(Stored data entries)
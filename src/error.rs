//! Error types for the nestvc sync engine
//!
//! Errors are structured with fields to aid debugging in production. Each
//! variant carries the context the owning loop needs to decide between
//! requeue-with-backoff, drop, and surface-as-anomaly.

use thiserror::Error;

/// Default context value when no specific context is available
pub const UNKNOWN_CONTEXT: &str = "unknown";

/// Main error type for sync operations
#[derive(Debug, Error)]
pub enum Error {
    /// Kubernetes API error from either cluster backend
    #[error("kubernetes error: {source}")]
    Kube {
        /// The underlying kube-rs error
        #[from]
        source: kube::Error,
    },

    /// A write was attempted against a physical object this engine does not
    /// own (marker missing or recording a different virtual UID)
    #[error("ownership conflict for {key}: {message}")]
    OwnershipConflict {
        /// "namespace/name" of the physical object
        key: String,
        /// Description of the mismatch
        message: String,
    },

    /// A ClusterKey or naming target could not be derived for an item
    #[error("malformed key for {key}: {message}")]
    MalformedKey {
        /// The offending item, as close to "namespace/name" as derivable
        key: String,
        /// Description of what's missing or invalid
        message: String,
    },

    /// A patrol pass was aborted before any action was applied
    #[error("patrol aborted for tenant {cluster_key}: {message}")]
    PatrolAborted {
        /// Cluster key of the tenant whose pass was abandoned
        cluster_key: String,
        /// Which listing failed and why
        message: String,
    },

    /// Internal/operational error
    #[error("internal error [{context}]: {message}")]
    Internal {
        /// Description of what failed
        message: String,
        /// Context where the error occurred (e.g., "dws", "patrol", "watcher")
        context: String,
    },
}

impl Error {
    /// Create an ownership conflict error for the given physical object
    pub fn ownership_conflict(key: impl Into<String>, msg: impl Into<String>) -> Self {
        Self::OwnershipConflict {
            key: key.into(),
            message: msg.into(),
        }
    }

    /// Create a malformed-key error for the given item
    pub fn malformed_key(key: impl Into<String>, msg: impl Into<String>) -> Self {
        Self::MalformedKey {
            key: key.into(),
            message: msg.into(),
        }
    }

    /// Create a patrol-aborted error for the given tenant
    pub fn patrol_aborted(cluster_key: impl Into<String>, msg: impl Into<String>) -> Self {
        Self::PatrolAborted {
            cluster_key: cluster_key.into(),
            message: msg.into(),
        }
    }

    /// Create an internal error with the given message
    pub fn internal(msg: impl Into<String>) -> Self {
        Self::Internal {
            message: msg.into(),
            context: UNKNOWN_CONTEXT.to_string(),
        }
    }

    /// Create an internal error with context
    pub fn internal_with_context(context: impl Into<String>, msg: impl Into<String>) -> Self {
        Self::Internal {
            message: msg.into(),
            context: context.into(),
        }
    }

    /// Check if this error should be retried on the same key.
    ///
    /// Transient backend errors (network, timeout, write conflict) retry with
    /// backoff. Ownership conflicts never retry as writes: they resolve only
    /// through patrol's delete-stale path or operator intervention. Malformed
    /// keys are fatal to the single item and drop from the queue.
    pub fn is_retryable(&self) -> bool {
        match self {
            Error::Kube { source } => {
                // Retry on transient K8s errors (connection, timeout, 409).
                // Don't retry on other 4xx errors (validation, forbidden, ...).
                match source {
                    kube::Error::Api(ae) => ae.code == 409 || !(400..500).contains(&ae.code),
                    _ => true,
                }
            }
            Error::OwnershipConflict { .. } => false,
            Error::MalformedKey { .. } => false,
            Error::PatrolAborted { .. } => true, // next scheduled pass retries
            Error::Internal { .. } => true,
        }
    }

    /// Whether this is a 409 from the backend, e.g. a failed delete
    /// precondition on an object that was replaced underneath us
    pub fn is_conflict(&self) -> bool {
        matches!(self, Error::Kube { source: kube::Error::Api(ae) } if ae.code == 409)
    }

    /// Get the context if this error has one
    pub fn context(&self) -> Option<&str> {
        match self {
            Error::Internal { context, .. } => Some(context),
            _ => None,
        }
    }
}

#[cfg(test)]
mod tests {
    use super::*;

    fn api_error(code: u16) -> Error {
        Error::Kube {
            source: kube::Error::Api(kube::error::ErrorResponse {
                status: "Failure".to_string(),
                message: "test".to_string(),
                reason: "test".to_string(),
                code,
            }),
        }
    }

    #[test]
    fn transient_backend_errors_are_retryable() {
        assert!(api_error(500).is_retryable());
        assert!(api_error(503).is_retryable());
        // Write conflict on optimistic concurrency retries too
        assert!(api_error(409).is_retryable());
    }

    #[test]
    fn conflicts_are_recognizable() {
        assert!(api_error(409).is_conflict());
        assert!(!api_error(500).is_conflict());
        assert!(!Error::internal("x").is_conflict());
    }

    #[test]
    fn client_errors_are_permanent() {
        assert!(!api_error(400).is_retryable());
        assert!(!api_error(403).is_retryable());
        assert!(!api_error(422).is_retryable());
    }

    #[test]
    fn ownership_conflicts_never_retry_as_writes() {
        let err = Error::ownership_conflict("ns-a/pvc-1", "marker records uid 999");
        assert!(!err.is_retryable());
        assert!(err.to_string().contains("ns-a/pvc-1"));
        assert!(err.to_string().contains("ownership conflict"));
    }

    #[test]
    fn malformed_keys_drop_from_the_queue() {
        let err = Error::malformed_key("???/pvc-1", "virtual object has no UID");
        assert!(!err.is_retryable());
    }

    #[test]
    fn patrol_abort_is_retried_by_the_next_pass() {
        let err = Error::patrol_aborted("tenant-1-abc123-test", "super listing failed");
        assert!(err.is_retryable());
        assert!(err.to_string().contains("tenant-1-abc123-test"));
    }

    #[test]
    fn internal_error_carries_context() {
        let err = Error::internal_with_context("dws", "unexpected state");
        assert!(err.is_retryable());
        assert_eq!(err.context(), Some("dws"));
        assert!(err.to_string().contains("[dws]"));

        let err = Error::internal("unexpected state");
        assert_eq!(err.context(), Some(UNKNOWN_CONTEXT));
    }
}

EXERCISE PROMPT:
Extract the entries above verbatim.

RESPONSE TO THE EXERCISE:
filename src/error.rs
//! Error types for the nestvc sync engine
//!
//! Errors are structured with fields to aid debugging in production. Each
//! variant carries the context the owning loop needs to decide between
//! requeue-with-backoff, drop, and surface-as-anomaly.

use thiserror::Error;

/// Default context value when no specific context is available
pub const UNKNOWN_CONTEXT: &str = "unknown";

/// Main error type for sync operations
#[derive(Debug, Error)]
pub enum Error {
    /// Kubernetes API error from either cluster backend
    #[error("kubernetes error: {source}")]
    Kube {
        /// The underlying kube-rs error
        #[from]
        source: kube::Error,
    },

    /// A write was attempted against a physical object this engine does not
    /// own (marker missing or recording a different virtual UID)
    #[error("ownership conflict for {key}: {message}")]
    OwnershipConflict {
        /// "namespace/name" of the physical object
        key: String,
        /// Description of the mismatch
        message: String,
    },

    /// A ClusterKey or naming target could not be derived for an item
    #[error("malformed key for {key}: {message}")]
    MalformedKey {
        /// The offending item, as close to "namespace/name" as derivable
        key: String,
        /// Description of what's missing or invalid
        message: String,
    },

    /// A patrol pass was aborted before any action was applied
    #[error("patrol aborted for tenant {cluster_key}: {message}")]
    PatrolAborted {
        /// Cluster key of the tenant whose pass was abandoned
        cluster_key: String,
        /// Which listing failed and why
        message: String,
    },

    /// Internal/operational error
    #[error("internal error [{context}]: {message}")]
    Internal {
        /// Description of what failed
        message: String,
        /// Context where the error occurred (e.g., "dws", "patrol", "watcher")
        context: String,
    },
}

impl Error {
    /// Create an ownership conflict error for the given physical object
    pub fn ownership_conflict(key: impl Into<String>, msg: impl Into<String>) -> Self {
        Self::OwnershipConflict {
            key: key.into(),
            message: msg.into(),
        }
    }

    /// Create a malformed-key error for the given item
    pub fn malformed_key(key: impl Into<String>, msg: impl Into<String>) -> Self {
        Self::MalformedKey {
            key: key.into(),
            message: msg.into(),
        }
    }

    /// Create a patrol-aborted error for the given tenant
    pub fn patrol_aborted(cluster_key: impl Into<String>, msg: impl Into<String>) -> Self {
        Self::PatrolAborted {
            cluster_key: cluster_key.into(),
            message: msg.into(),
        }
    }

    /// Create an internal error with the given message
    pub fn internal(msg: impl Into<String>) -> Self {
        Self::Internal {
            message: msg.into(),
            context: UNKNOWN_CONTEXT.to_string(),
        }
    }

    /// Create an internal error with context
    pub fn internal_with_context(context: impl Into<String>, msg: impl Into<String>) -> Self {
        Self::Internal {
            message: msg.into(),
            context: context.into(),
        }
    }

    /// Check if this error should be retried on the same key.
    ///
    /// Transient backend errors (network, timeout, write conflict) retry with
    /// backoff. Ownership conflicts never retry as writes: they resolve only
    /// through patrol's delete-stale path or operator intervention. Malformed
    /// keys are fatal to the single item and drop from the queue.
    pub fn is_retryable(&self) -> bool {
        match self {
            Error::Kube { source } => {
                // Retry on transient K8s errors (connection, timeout, 409).
                // Don't retry on other 4xx errors (validation, forbidden, ...).
                match source {
                    kube::Error::Api(ae) => ae.code == 409 || !(400..500).contains(&ae.code),
                    _ => true,
                }
            }
            Error::OwnershipConflict { .. } => false,
            Error::MalformedKey { .. } => false,
            Error::PatrolAborted { .. } => true, // next scheduled pass retries
            Error::Internal { .. } => true,
        }
    }

    /// Whether this is a 409 from the backend, e.g. a failed delete
    /// precondition on an object that was replaced underneath us
    pub fn is_conflict(&self) -> bool {
        matches!(self, Error::Kube { source: kube::Error::Api(ae) } if ae.code == 409)
    }

    /// Get the context if this error has one
    pub fn context(&self) -> Option<&str> {
        match self {
            Error::Internal { context, .. } => Some(context),
            _ => None,
        }
    }
}

#[cfg(test)]
mod tests {
    use super::*;

    fn api_error(code: u16) -> Error {
        Error::Kube {
            source: kube::Error::Api(kube::error::ErrorResponse {
                status: "Failure".to_string(),
                message: "test".to_string(),
                reason: "test".to_string(),
                code,
            }),
        }
    }

    #[test]
    fn transient_backend_errors_are_retryable() {
        assert!(api_error(500).is_retryable());
        assert!(api_error(503).is_retryable());
        // Write conflict on optimistic concurrency retries too
        assert!(api_error(409).is_retryable());
    }

    #[test]
    fn conflicts_are_recognizable() {
        assert!(api_error(409).is_conflict());
        assert!(!api_error(500).is_conflict());
        assert!(!Error::internal("x").is_conflict());
    }

    #[test]
    fn client_errors_are_permanent() {
        assert!(!api_error(400).is_retryable());
        assert!(!api_error(403).is_retryable());
        assert!(!api_error(422).is_retryable());
    }

    #[test]
    fn ownership_conflicts_never_retry_as_writes() {
        let err = Error::ownership_conflict("ns-a/pvc-1", "marker records uid 999");
        assert!(!err.is_retryable());
        assert!(err.to_string().contains("ns-a/pvc-1"));
        assert!(err.to_string().contains("ownership conflict"));
    }

    #[test]
    fn malformed_keys_drop_from_the_queue() {
        let err = Error::malformed_key("???/pvc-1", "virtual object has no UID");
        assert!(!err.is_retryable());
    }

    #[test]
    fn patrol_abort_is_retried_by_the_next_pass() {
        let err = Error::patrol_aborted("tenant-1-abc123-test", "super listing failed");
        assert!(err.is_retryable());
        assert!(err.to_string().contains("tenant-1-abc123-test"));
    }

    #[test]
    fn internal_error_carries_context() {
        let err = Error::internal_with_context("dws", "unexpected state");
        assert!(err.is_retryable());
        assert_eq!(err.context(), Some("dws"));
        assert!(err.to_string().contains("[dws]"));

        let err = Error::internal("unexpected state");
        assert_eq!(err.context(), Some(UNKNOWN_CONTEXT));
    }
}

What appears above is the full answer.